-- Work to be completed --
A single number is the answer: how many lines of the entries contain the word "ScopeTree"?

Stored items:
* * *

//! Coordinate transformation between the overlay surface and PDF space
//!
//! The overlay is the rendered page canvas: top-left origin, y down, every
//! unit scaled by the render scale. PDF text is placed in page space:
//! bottom-left origin, y up, unscaled, anchored at the text baseline.

use serde::{Deserialize, Serialize};

/// Default canvas pixels per PDF point when rendering a page for editing
pub const DEFAULT_RENDER_SCALE: f64 = 1.5;

/// Overlay pixels between a text box's top edge and its baseline
pub const DEFAULT_BASELINE_OFFSET: f64 = 18.0;

/// Convert an overlay position to PDF coordinates on a page of `page_height` points
pub fn to_document_space(
    overlay_left: f64,
    overlay_top: f64,
    page_height: f64,
    render_scale: f64,
    baseline_offset: f64,
) -> (f64, f64) {
    let pdf_x = overlay_left / render_scale;
    let pdf_y = page_height - ((overlay_top + baseline_offset) / render_scale);
    (pdf_x, pdf_y)
}

/// Convert PDF coordinates back to the overlay position they came from
pub fn to_overlay_space(
    pdf_x: f64,
    pdf_y: f64,
    page_height: f64,
    render_scale: f64,
    baseline_offset: f64,
) -> (f64, f64) {
    let overlay_left = pdf_x * render_scale;
    let overlay_top = (page_height - pdf_y) * render_scale - baseline_offset;
    (overlay_left, overlay_top)
}

/// Fixed parameters of one editing surface
#[derive(Debug, Clone, Copy, PartialEq, Serialize, Deserialize)]
pub struct OverlayMapping {
    pub render_scale: f64,
    pub baseline_offset: f64,
}

impl Default for OverlayMapping {
    fn default() -> Self {
        Self {
            render_scale: DEFAULT_RENDER_SCALE,
            baseline_offset: DEFAULT_BASELINE_OFFSET,
        }
    }
}

impl OverlayMapping {
    pub fn new(render_scale: f64, baseline_offset: f64) -> Self {
        Self {
            render_scale,
            baseline_offset,
        }
    }

    pub fn to_document_space(&self, overlay_left: f64, overlay_top: f64, page_height: f64) -> (f64, f64) {
        to_document_space(
            overlay_left,
            overlay_top,
            page_height,
            self.render_scale,
            self.baseline_offset,
        )
    }

    pub fn to_overlay_space(&self, pdf_x: f64, pdf_y: f64, page_height: f64) -> (f64, f64) {
        to_overlay_space(
            pdf_x,
            pdf_y,
            page_height,
            self.render_scale,
            self.baseline_offset,
        )
    }

    /// Canvas size in overlay pixels for a page of the given point size
    pub fn surface_size(&self, page_width: f64, page_height: f64) -> (f64, f64) {
        (page_width * self.render_scale, page_height * self.render_scale)
    }
}
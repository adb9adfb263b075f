//! Locale contexts scoped to UI subtrees.
//!
//! A [`ScopeTree`] mirrors the shape of the mounted UI: every subtree gets a
//! [`ScopeId`], a scope may provide a [`LocaleContext`], and lookups walk up
//! the parent chain to the nearest provider. Scopes with no provider see the
//! tree's English default.

use std::sync::Arc;

use rustc_hash::FxHashMap;
use slotmap::{new_key_type, SlotMap};
use tracing::debug;

use crate::builtin::english;
use crate::context::LocaleContext;
use crate::dictionary::LocaleDictionary;
use crate::translator::Translate;

new_key_type! {
    /// Identity of a mounted UI subtree
    pub struct ScopeId;
}

struct ScopeNode {
    parent: Option<ScopeId>,
    children: Vec<ScopeId>,
}

pub struct ScopeTree {
    scopes: SlotMap<ScopeId, ScopeNode>,
    provided: FxHashMap<ScopeId, Arc<LocaleContext>>,
    fallback: Arc<LocaleContext>,
}

impl Default for ScopeTree {
    fn default() -> Self {
        Self::new()
    }
}

impl ScopeTree {
    pub fn new() -> Self {
        Self {
            scopes: SlotMap::with_key(),
            provided: FxHashMap::default(),
            fallback: Arc::new(LocaleContext::english()),
        }
    }

    /// Mount a scope with no parent.
    pub fn mount_root(&mut self) -> ScopeId {
        let id = self.scopes.insert(ScopeNode {
            parent: None,
            children: Vec::new(),
        });
        debug!(?id, "mounted root locale scope");
        id
    }

    /// Mount a child of `parent`. Returns `None` if `parent` is not mounted.
    pub fn mount(&mut self, parent: ScopeId) -> Option<ScopeId> {
        if !self.scopes.contains_key(parent) {
            return None;
        }
        let id = self.scopes.insert(ScopeNode {
            parent: Some(parent),
            children: Vec::new(),
        });
        if let Some(node) = self.scopes.get_mut(parent) {
            node.children.push(id);
        }
        Some(id)
    }

    pub fn contains(&self, scope: ScopeId) -> bool {
        self.scopes.contains_key(scope)
    }

    /// Number of mounted scopes.
    pub fn len(&self) -> usize {
        self.scopes.len()
    }

    pub fn is_empty(&self) -> bool {
        self.scopes.is_empty()
    }

    /// Attach `context` to `scope` and its descendants.
    ///
    /// Returns `false` (and provides nothing) if `scope` is not mounted.
    pub fn provide(&mut self, scope: ScopeId, context: Arc<LocaleContext>) -> bool {
        if !self.scopes.contains_key(scope) {
            return false;
        }
        debug!(?scope, lang = %context.lang(), "providing locale context");
        self.provided.insert(scope, context);
        true
    }

    /// Build and provide a context from optional component inputs.
    ///
    /// A missing `locale` falls back to English; a present `i18n` translator
    /// is consulted first on every request.
    pub fn provide_locale(
        &mut self,
        scope: ScopeId,
        locale: Option<Arc<LocaleDictionary>>,
        i18n: Option<Arc<dyn Translate>>,
    ) -> Option<Arc<LocaleContext>> {
        let mut context = LocaleContext::new(locale.unwrap_or_else(english));
        if let Some(t) = i18n {
            context = context.with_shared_translator(t);
        }
        let context = Arc::new(context);
        self.provide(scope, context.clone()).then_some(context)
    }

    /// The nearest context provided at or above `scope`.
    ///
    /// Falls back to the tree's English default when nothing is provided or
    /// `scope` is not mounted.
    pub fn inject(&self, scope: ScopeId) -> Arc<LocaleContext> {
        let mut cur = Some(scope);
        while let Some(id) = cur {
            let Some(node) = self.scopes.get(id) else {
                break;
            };
            if let Some(ctx) = self.provided.get(&id) {
                return ctx.clone();
            }
            cur = node.parent;
        }
        self.fallback.clone()
    }

    /// Remove `scope`, its descendants, and every context they provided.
    pub fn unmount(&mut self, scope: ScopeId) {
        let Some(parent) = self.scopes.get(scope).map(|node| node.parent) else {
            return;
        };
        if let Some(parent) = parent.and_then(|p| self.scopes.get_mut(p)) {
            parent.children.retain(|c| *c != scope);
        }

        let mut stack = vec![scope];
        let mut removed = 0usize;
        while let Some(id) = stack.pop() {
            if let Some(node) = self.scopes.remove(id) {
                stack.extend(node.children);
                self.provided.remove(&id);
                removed += 1;
            }
        }
        debug!(?scope, removed, "unmounted locale scope");
    }
}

* * *

-- Result of this exercise --
4